Since then several very key circumstances have changed for the better. Testing has now become extraordinarily widespread and almost commonplace, with the positive rate in most of the country shrinking rapidly, and a far greater of those positive tests coming from people who are not actually “sick” In rational world, for a portion of these people, getting tested as positive can actually be fantastic news. Not only do they now know to be extra careful in staying away from more vulnerable people (which people like them did not know months ago when testing was scarce), but they also presumably have at least some level of immunity going forward.
Now some will argue that this conclusion is premature and that in “two weeks” (which is inevitably when all the doomsday predictions are due to finally come true) that will change. While there may be a slight increase soon (one which the media will surely jump all over), the data gives us reason for legitimate optimism that, once again, the most dire predictions will not come close to fruition. There is of course a significant lag from the time someone tests positive, and when they eventually pass away. But we are now 16 full days from when this surge in new cases began, and during the “first wave” there was no indication that it would take that long for an increase in cases to translate into a rise in deaths.
On April 4, we “spiked” to about 35,000 new cases in a day, and on April 7, hit a new high in daily deaths. On May 6, we reached our highest daily death count, a number which has been steadily diminishing ever since. Theoretically, we should be seeing an increase already.
But there is another reason to believe that a large reversal of the trend may not be coming. Sweden, a country much-maligned in the media because they dared to not lockdown by government mandate, has “new case” and “death” charts which look remarkably similar to ours, and their daily death rate has recently been down to single digits (shhhh… please don’t tell our news media!).

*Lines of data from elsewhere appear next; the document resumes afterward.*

/// Storage contract shared by every partition implementation.
///
/// Stashes hold partitions as `Arc<dyn DocumentStorePartition<T>>`, so tests
/// substitute fakes by implementing this trait.
pub trait DocumentStorePartition<T: Document>: Send + Sync {
    /// Name and schema
    fn settings(&self) -> &PartitionSettings;

    /// Insert a document.
    ///
    /// Fails with `DuplicateKey` if the id or any unique value is taken.
    fn register(&self, credentials: &VerifyKey, obj: T) -> StoreResult<T>;

    /// Remove a document by primary id.
    ///
    /// Fails with `NotFound` if absent.
    fn delete(&self, credentials: &VerifyKey, uid: &Uid) -> StoreResult<()>;

    /// Whether a visible document with this id exists
    fn contains(&self, credentials: &VerifyKey, uid: &Uid) -> bool;

    /// Fetch one document by primary id
    fn get(&self, credentials: &VerifyKey, uid: &Uid) -> StoreResult<Option<T>>;

    /// Every visible document, in insertion order
    fn get_all(&self, credentials: &VerifyKey) -> StoreResult<Vec<T>>;

    /// Materialize ids into documents, skipping ids no longer present
    fn get_many(&self, credentials: &VerifyKey, uids: &[Uid]) -> StoreResult<Vec<T>>;

    /// Resolve index keys against unique indexes and search keys against
    /// searchable indexes, returning the intersection.
    ///
    /// An empty key group places no constraint. An index key with no entry
    /// contributes no ids.
    fn find_index_or_search_keys(
        &self,
        credentials: &VerifyKey,
        index_qks: &QueryKeys,
        search_qks: &QueryKeys,
    ) -> StoreResult<Vec<Uid>>;

    /// Documents matching every key in `qks`
    fn query_all(&self, credentials: &VerifyKey, qks: &QueryKeys) -> StoreResult<Vec<T>> {
        let (index_qks, search_qks) = split_query_keys(self.settings(), qks)?;
        let uids = self.find_index_or_search_keys(credentials, &index_qks, &search_qks)?;
        self.get_many(credentials, &uids)
    }

    /// First document matching every key in `qks`
    fn query_one(&self, credentials: &VerifyKey, qks: &QueryKeys) -> StoreResult<Option<T>> {
        Ok(self.query_all(credentials, qks)?.into_iter().next())
    }

    /// Remove every document colliding with `obj` on a unique key, then
    /// register `obj`.
    ///
    /// Fails with `PermissionDenied` if a colliding document is not visible
    /// to `credentials`. On any failure the removed documents are
    /// registered again.
    fn replace(&self, credentials: &VerifyKey, obj: T) -> StoreResult<T> {
        let mut colliding: Vec<T> = Vec::new();
        for key in self.settings().unique_keys() {
            let Some(value) = field_value(&obj, key) else {
                continue;
            };
            let index_qks = QueryKeys::from(key.with_obj(value));
            for uid in self.find_index_or_search_keys(credentials, &index_qks, &QueryKeys::empty())? {
                if colliding.iter().any(|doc| doc.id() == uid) {
                    continue;
                }
                if let Some(doc) = self.get(credentials, &uid)? {
                    colliding.push(doc);
                }
            }
        }

        let mut removed: Vec<T> = Vec::with_capacity(colliding.len());
        for doc in colliding {
            if let Err(err) = self.delete(credentials, &doc.id()) {
                restore(self, credentials, removed)?;
                return Err(err);
            }
            removed.push(doc);
        }

        let uid = obj.id();
        match self.register(credentials, obj) {
            Ok(obj) => Ok(obj),
            Err(err) => {
                restore(self, credentials, removed)?;
                // Visible collisions are gone, so what remains is owned by someone else
                if err.kind() == StoreErrorKind::DuplicateKey {
                    return Err(StoreError::permission_denied(format!(
                        "{} does not own every {} colliding with {}",
                        credentials,
                        T::KIND,
                        uid
                    )));
                }
                Err(err)
            }
        }
    }
}

/// Register documents removed by a failed replace
fn restore<T, P>(partition: &P, credentials: &VerifyKey, removed: Vec<T>) -> StoreResult<()>
where
    T: Document,
    P: DocumentStorePartition<T> + ?Sized,
{
    for doc in removed {
        partition.register(credentials, doc)?;
    }
    Ok(())
}

/// Split `qks` into keys on unique attributes and keys on searchable ones.
///
/// Fails with `QueryError` naming the first key declared as neither.
pub fn split_query_keys(
    settings: &PartitionSettings,
    qks: &QueryKeys,
) -> StoreResult<(QueryKeys, QueryKeys)> {
    let mut index_qks = Vec::new();
    let mut search_qks = Vec::new();

    for qk in qks {
        if settings.unique_key(qk.name()).is_some() {
            index_qks.push(qk.clone());
        } else if settings.searchable_key(qk.name()).is_some() {
            search_qks.push(qk.clone());
        } else {
            return Err(StoreError::query(format!(
                "Failed to query with {}: {} is not in the unique or searchable keys of partition {}",
                qk,
                qk.name(),
                settings.name()
            )));
        }
    }

    Ok((QueryKeys::new(index_qks), QueryKeys::new(search_qks)))
}

/// Which index a key resolves against
#[derive(Debug, Clone, Copy, PartialEq, Eq)]
enum Lookup {
    Unique,
    Search,
}

/// Check a key is declared for its group and bound to the declared type
fn validate_key(settings: &PartitionSettings, qk: &QueryKey, group: Lookup) -> StoreResult<Lookup> {
    let resolved = match group {
        Lookup::Unique => settings.unique_key(qk.name()).map(|key| (key, Lookup::Unique)),
        Lookup::Search => settings
            .searchable_key(qk.name())
            .map(|key| (key, Lookup::Search))
            .or_else(|| settings.unique_key(qk.name()).map(|key| (key, Lookup::Unique))),
    };

    let Some((declared, lookup)) = resolved else {
        let role = match group {
            Lookup::Unique => "unique",
            Lookup::Search => "searchable",
        };
        return Err(StoreError::query(format!(
            "Failed to query index or search with {}: not a {} key of partition {}",
            qk,
            role,
            settings.name()
        )));
    };

    if qk.value().field_type() != declared.field_type() {
        return Err(StoreError::query(format!(
            "Failed to query index or search with {}: expected {} value, got {}",
            qk,
            declared.field_type(),
            qk.value().field_type()
        )));
    }

    Ok(lookup)
}

/// Stored document with its registering credential and insertion order
#[derive(Debug, Clone)]
struct StoredDocument<T> {
    object: T,
    owner: VerifyKey,
    seq: u64,
}

#[derive(Debug)]
struct PartitionState<T> {
    documents: HashMap<Uid, StoredDocument<T>>,
    indexes: PartitionIndexes,
    next_seq: u64,
}

impl<T: Document> PartitionState<T> {
    fn insert(&mut self, settings: &PartitionSettings, obj: T, owner: VerifyKey) {
        self.indexes.apply_write(settings, &obj);
        let seq = self.next_seq;
        self.next_seq += 1;
        self.documents.insert(obj.id(), StoredDocument { object: obj, owner, seq });
    }

    fn remove(&mut self, settings: &PartitionSettings, uid: &Uid) -> Option<StoredDocument<T>> {
        let stored = self.documents.remove(uid)?;
        self.indexes.apply_delete(settings, &stored.object);
        Some(stored)
    }
}

/// In-process partition guarded by a single read/write lock
pub struct InMemoryPartition<T: Document> {
    settings: PartitionSettings,
    policy: AccessPolicy,
    state: RwLock<PartitionState<T>>,
    metrics: MetricsRegistry,
}

impl<T: Document> InMemoryPartition<T> {
    pub fn new(settings: PartitionSettings, policy: AccessPolicy) -> Self {
        let indexes = PartitionIndexes::new(&settings);
        Self {
            settings,
            policy,
            state: RwLock::new(PartitionState {
                documents: HashMap::new(),
                indexes,
                next_seq: 0,
            }),
            metrics: MetricsRegistry::new(),
        }
    }

    /// Partition named after the document kind
    pub fn for_document(policy: AccessPolicy) -> Self {
        Self::new(PartitionSettings::for_document::<T>(T::KIND), policy)
    }

    pub fn policy(&self) -> &AccessPolicy {
        &self.policy
    }

    pub fn metrics(&self) -> &MetricsRegistry {
        &self.metrics
    }

    /// Number of stored documents, regardless of visibility
    pub fn len(&self) -> usize {
        self.state.read().documents.len()
    }

    pub fn is_empty(&self) -> bool {
        self.len() == 0
    }

    fn name(&self) -> &str {
        self.settings.name()
    }

    /// Record a failed operation and hand the error back
    fn reject(&self, err: StoreError) -> StoreError {
        let event = match err.kind() {
            StoreErrorKind::PermissionDenied => {
                self.metrics.increment_permission_denials();
                Event::PermissionDenied
            }
            StoreErrorKind::Query => {
                self.metrics.increment_query_errors();
                Event::QueryRejected
            }
            StoreErrorKind::DuplicateKey => {
                self.metrics.increment_duplicate_keys();
                Event::DuplicateKey
            }
            StoreErrorKind::NotFound => return err,
        };
        log_event(event, self.name(), err.message());
        err
    }

    fn check_read(&self, credentials: &VerifyKey) -> StoreResult<()> {
        self.policy
            .check_read(credentials, self.name())
            .map_err(|e| self.reject(e))
    }

    fn check_write(&self, credentials: &VerifyKey) -> StoreResult<()> {
        self.policy
            .check_write(credentials, self.name())
            .map_err(|e| self.reject(e))
    }

    fn visible<'a>(&self, credentials: &VerifyKey, stored: &'a StoredDocument<T>) -> Option<&'a T> {
        self.policy
            .owns_row(credentials, &stored.owner)
            .then_some(&stored.object)
    }

    fn duplicate(&self, obj: &T, state: &PartitionState<T>) -> Option<StoreError> {
        let (key, existing) = state.indexes.collisions(&self.settings, obj).into_iter().next()?;
        Some(StoreError::duplicate_key(format!(
            "Duplicate {} for {} {}: already held by {}",
            key.name(),
            T::KIND,
            obj.id(),
            existing
        )))
    }

    /// Resolve validated key groups under an already-held read lock
    fn resolve(
        &self,
        state: &PartitionState<T>,
        credentials: &VerifyKey,
        index_qks: &[(Lookup, &QueryKey)],
        search_qks: &[(Lookup, &QueryKey)],
    ) -> Vec<Uid> {
        // None is the universal set
        let mut candidates: Option<BTreeSet<Uid>> = None;

        for (lookup, qk) in index_qks.iter().chain(search_qks.iter()) {
            let matched: BTreeSet<Uid> = match lookup {
                Lookup::Unique => state
                    .indexes
                    .lookup_unique(qk.name(), qk.value())
                    .into_iter()
                    .collect(),
                Lookup::Search => state.indexes.lookup_search(qk.name(), qk.value()),
            };

            candidates = Some(match candidates {
                None => matched,
                Some(current) => current.intersection(&matched).copied().collect(),
            });
        }

        let mut found: Vec<&StoredDocument<T>> = match candidates {
            None => state.documents.values().collect(),
            Some(uids) => uids.iter().filter_map(|uid| state.documents.get(uid)).collect(),
        };
        found.retain(|stored| self.visible(credentials, stored).is_some());
        found.sort_by_key(|stored| stored.seq);
        found.into_iter().map(|stored| stored.object.id()).collect()
    }

    fn validate_groups<'q>(
        &self,
        index_qks: &'q QueryKeys,
        search_qks: &'q QueryKeys,
    ) -> StoreResult<(Vec<(Lookup, &'q QueryKey)>, Vec<(Lookup, &'q QueryKey)>)> {
        let index = index_qks
            .iter()
            .map(|qk| validate_key(&self.settings, qk, Lookup::Unique).map(|l| (l, qk)))
            .collect::<StoreResult<Vec<_>>>()
            .map_err(|e| self.reject(e))?;
        let search = search_qks
            .iter()
            .map(|qk| validate_key(&self.settings, qk, Lookup::Search).map(|l| (l, qk)))
            .collect::<StoreResult<Vec<_>>>()
            .map_err(|e| self.reject(e))?;
        Ok((index, search))
    }
}
#![warn(missing_debug_implementations, missing_docs, unreachable_pub)]
#![deny(unused_must_use, rust_2018_idioms)]

//! Commonly used types in rbtp.
//!
//! This crate contains the btp chain's primitive types and helper functions:
//! headers, blocks, legacy transactions with EIP-155 signatures, receipts and
//! accounts, together with their canonical RLP encodings. Hashing an entity's
//! canonical encoding with keccak256 yields its identity.

mod account;
mod block;
pub mod constants;
mod error;
mod header;
mod peer;
mod receipt;
mod transaction;

pub use account::{Account, TrieAccount};
pub use block::{Block, BlockBody, BlockHashOrNumber, BlockNumHash, SealedBlock};
pub use constants::{EMPTY_OMMER_ROOT_HASH, EMPTY_ROOT_HASH, KECCAK_EMPTY};
pub use error::{GotExpected, GotExpectedBoxed};
pub use header::{Head, Header, HeadersDirection, SealedHeader};
pub use peer::{PeerId, WithPeerId};
pub use receipt::{logs_bloom, Receipt, ReceiptWithBloom, TxOutcome};
pub use transaction::{
    recover_signers, sign_message, Signature, Transaction, TransactionKind, TransactionSigned,
    TransactionSignedEcRecovered,
};

/// A block hash.
pub type BlockHash = B256;
/// A block number.
pub type BlockNumber = u64;
/// A transaction hash: keccak256 of the RLP encoded signed transaction.
pub type TxHash = B256;
/// Chain identifier type (introduced in EIP-155).
pub type ChainId = u64;
/// An account storage key.
pub type StorageKey = B256;
/// An account storage value.
pub type StorageValue = U256;

pub use alloy_primitives::{
    address, b256, bloom, bytes, hex, keccak256, Address, Bloom, BloomInput, Bytes, Log, LogData,
    B256, B512, B64, U256, U64,
};
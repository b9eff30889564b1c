use rbtp_primitives::PeerId;
use std::fmt::Debug;

/// Common behavior every download client exposes to the downloaders.
#[auto_impl::auto_impl(&, Arc, Box)]
pub trait DownloadClient: Send + Sync + Debug {
    /// Penalizes the peer for an unusable or malicious response.
    fn report_bad_message(&self, peer_id: PeerId);

    /// Number of peers currently usable for requests, driving the
    /// concurrency the downloaders schedule with.
    fn num_connected_peers(&self) -> usize;
}
impl<S: KeyValueStore> ChainStorage<S> {
    /// Opens the storage, validating the on-disk schema version.
    ///
    /// A fresh database is stamped with [`schema::DB_VERSION`]; an existing
    /// database with a different version is rejected, since no migration
    /// path applies.
    pub fn open(db: S, freezer: Option<Freezer>) -> ProviderResult<Self> {
        match db.get(schema::VERSION_KEY)? {
            None => {
                db.put(schema::VERSION_KEY, &schema::DB_VERSION.to_be_bytes())?;
            }
            Some(raw) => {
                let found = decode_u64(&raw)?;
                if found != schema::DB_VERSION {
                    return Err(ProviderError::VersionMismatch {
                        found,
                        expected: schema::DB_VERSION,
                    })
                }
            }
        }
        Ok(Self { db, freezer: freezer.map(Mutex::new) })
    }

    /// The underlying hot store.
    pub fn db(&self) -> &S {
        &self.db
    }

    /// Number of blocks already migrated to the cold tier.
    pub fn frozen(&self) -> u64 {
        self.freezer.as_ref().map_or(0, |freezer| freezer.lock().frozen())
    }

    // === writes ===

    /// Persists everything a validated block leaves behind: header, body,
    /// receipts, total difficulty and transaction lookup entries, in one
    /// atomic batch. The canonical index is not touched.
    pub fn insert_block(
        &self,
        block: &SealedBlock,
        td: U256,
        receipts: &[ReceiptWithBloom],
    ) -> ProviderResult<()> {
        let hash = block.hash();
        let number = block.number;
        let mut batch = Vec::with_capacity(5 + block.body.len());

        batch.push(BatchOp::Put(schema::header_key(number, hash), encode(block.header())));
        batch.push(BatchOp::Put(
            schema::header_number_key(hash),
            number.to_be_bytes().to_vec(),
        ));

        let body = BlockBody { transactions: block.body.clone(), ommers: block.ommers.clone() };
        batch.push(BatchOp::Put(schema::body_key(number, hash), encode(&body)));

        let mut receipts_rlp = Vec::new();
        alloy_rlp::encode_list(receipts, &mut receipts_rlp);
        batch.push(BatchOp::Put(schema::receipts_key(number, hash), receipts_rlp));

        batch.push(BatchOp::Put(schema::td_key(number, hash), encode(&td)));

        for (index, tx) in block.body.iter().enumerate() {
            batch.push(BatchOp::Put(
                schema::tx_lookup_key(tx.hash()),
                encode(&TxLookupEntry { block_hash: hash, index: index as u64 }),
            ));
        }

        self.db.write_batch(batch)
    }

    /// Writes a header (and its number index) without a body, as headers
    /// arrive during light and fast sync.
    pub fn insert_header(&self, header: &Header, hash: BlockHash, td: U256) -> ProviderResult<()> {
        self.db.write_batch(vec![
            BatchOp::Put(schema::header_key(header.number, hash), encode(header)),
            BatchOp::Put(schema::header_number_key(hash), header.number.to_be_bytes().to_vec()),
            BatchOp::Put(schema::td_key(header.number, hash), encode(&td)),
        ])
    }

    /// Points the canonical index entry for `number` at `hash`.
    pub fn set_canonical_hash(&self, number: BlockNumber, hash: BlockHash) -> ProviderResult<()> {
        self.db.put(&schema::canonical_key(number), hash.as_slice())
    }

    /// Drops the canonical index entry for `number`.
    pub fn clear_canonical_hash(&self, number: BlockNumber) -> ProviderResult<()> {
        self.db.delete(&schema::canonical_key(number))
    }

    /// Drops the header, body, receipts and difficulty of a block from the
    /// hot tier, as `set_head` rewinds.
    pub fn delete_block(&self, number: BlockNumber, hash: BlockHash) -> ProviderResult<()> {
        self.db.write_batch(vec![
            BatchOp::Delete(schema::header_key(number, hash)),
            BatchOp::Delete(schema::header_number_key(hash)),
            BatchOp::Delete(schema::body_key(number, hash)),
            BatchOp::Delete(schema::receipts_key(number, hash)),
            BatchOp::Delete(schema::td_key(number, hash)),
        ])
    }

    /// Updates the head header pointer.
    pub fn set_head_header_hash(&self, hash: BlockHash) -> ProviderResult<()> {
        self.db.put(schema::HEAD_HEADER_KEY, hash.as_slice())
    }

    /// Updates the head block pointer.
    pub fn set_head_block_hash(&self, hash: BlockHash) -> ProviderResult<()> {
        self.db.put(schema::HEAD_BLOCK_KEY, hash.as_slice())
    }

    /// The head block pointer, if a head was ever written.
    pub fn head_block_hash(&self) -> ProviderResult<Option<BlockHash>> {
        Ok(self.db.get(schema::HEAD_BLOCK_KEY)?.map(|raw| B256::from_slice(&raw)))
    }

    /// Stores the serialized chain config for compatibility checks at
    /// reopen.
    pub fn set_chain_config(&self, config: &[u8]) -> ProviderResult<()> {
        self.db.put(schema::CHAIN_CONFIG_KEY, config)
    }

    /// The stored chain config blob.
    pub fn chain_config(&self) -> ProviderResult<Option<Vec<u8>>> {
        self.db.get(schema::CHAIN_CONFIG_KEY)
    }

    /// Stores a keccak preimage.
    pub fn set_preimage(&self, hash: B256, preimage: &[u8]) -> ProviderResult<()> {
        self.db.put(&schema::preimage_key(hash), preimage)
    }

    /// Reads a keccak preimage.
    pub fn preimage(&self, hash: B256) -> ProviderResult<Option<Vec<u8>>> {
        self.db.get(&schema::preimage_key(hash))
    }

    /// Stores a bloom-bits section blob for log indexing.
    pub fn set_bloom_bits(&self, bit: u16, section: u64, blob: &[u8]) -> ProviderResult<()> {
        self.db.put(&schema::bloom_bits_key(bit, section), blob)
    }

    /// Reads a bloom-bits section blob.
    pub fn bloom_bits(&self, bit: u16, section: u64) -> ProviderResult<Option<Vec<u8>>> {
        self.db.get(&schema::bloom_bits_key(bit, section))
    }

    /// Resolves a transaction hash to its enclosing block and index.
    pub fn transaction_lookup(&self, hash: B256) -> ProviderResult<Option<(BlockHash, u64)>> {
        match self.db.get(&schema::tx_lookup_key(hash))? {
            Some(raw) => {
                let entry = TxLookupEntry::decode(&mut raw.as_slice())
                    .map_err(|e| ProviderError::Database(e.to_string()))?;
                Ok(Some((entry.block_hash, entry.index)))
            }
            None => Ok(None),
        }
    }

    // === freezer migration ===

    /// Moves every canonical block below `upto` into the cold tier, then
    /// deletes the hot copies. Reads keep succeeding through the cold path.
    pub fn freeze(&self, upto: BlockNumber) -> ProviderResult<()> {
        let Some(freezer) = &self.freezer else { return Ok(()) };
        let mut freezer = freezer.lock();

        let first = freezer.frozen();
        for number in first..upto {
            let hash = self
                .canonical_hash_hot(number)?
                .ok_or(ProviderError::CanonicalHashNotFound(number))?;
            let header = self
                .db
                .get(&schema::header_key(number, hash))?
                .ok_or(ProviderError::HeaderNotFound(number.into()))?;
            let body = self
                .db
                .get(&schema::body_key(number, hash))?
                .ok_or(ProviderError::BodyNotFound(hash))?;
            let receipts = self.db.get(&schema::receipts_key(number, hash))?.unwrap_or_default();
            let td = self
                .db
                .get(&schema::td_key(number, hash))?
                .ok_or(ProviderError::TotalDifficultyNotFound(hash))?;

            freezer.append(number, &header, &body, &receipts, hash.as_slice(), &td)?;

            self.db.write_batch(vec![
                BatchOp::Delete(schema::header_key(number, hash)),
                BatchOp::Delete(schema::body_key(number, hash)),
                BatchOp::Delete(schema::receipts_key(number, hash)),
                BatchOp::Delete(schema::td_key(number, hash)),
                BatchOp::Delete(schema::canonical_key(number)),
            ])?;
        }
        freezer.sync()?;
        if upto > first {
            info!(target: "storage", from = first, upto, "Migrated blocks to the freezer");
        }
        Ok(())
    }

    // === reads with cold fallthrough ===

    fn header_number(&self, hash: B256) -> ProviderResult<Option<BlockNumber>> {
        match self.db.get(&schema::header_number_key(hash))? {
            Some(raw) => Ok(Some(decode_u64(&raw)?)),
            None => Ok(None),
        }
    }

    fn canonical_hash_hot(&self, number: BlockNumber) -> ProviderResult<Option<B256>> {
        Ok(self.db.get(&schema::canonical_key(number))?.map(|raw| B256::from_slice(&raw)))
    }

    fn frozen_blob(
        &self,
        table: FreezerTable,
        number: BlockNumber,
    ) -> ProviderResult<Option<Vec<u8>>> {
        match &self.freezer {
            Some(freezer) => freezer.lock().get(table, number),
            None => Ok(None),
        }
    }

    fn receipts_with_bloom(&self, hash: B256) -> ProviderResult<Option<Vec<ReceiptWithBloom>>> {
        let Some(number) = self.header_number(hash)? else { return Ok(None) };
        let raw = match self.db.get(&schema::receipts_key(number, hash))? {
            Some(raw) => raw,
            None => match self.frozen_blob(FreezerTable::Receipts, number)? {
                Some(raw) => raw,
                None => return Ok(None),
            },
        };
        let receipts = Vec::<ReceiptWithBloom>::decode(&mut raw.as_slice())
            .map_err(|e| ProviderError::Database(e.to_string()))?;
        Ok(Some(receipts))
    }
}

For the record, hospitalizations are an extremely key metric here (I have argued since the beginning that it is THE most important data point), and there is cause for concern on that front in a couple of key states. However, other than ICUs in Arizona and small sections of Texas, contrary to the perception being created in the media, the hospitalization situation is currently nowhere near a crisis, and there are no situations right now where those with the virus are not able to get needed hospital care.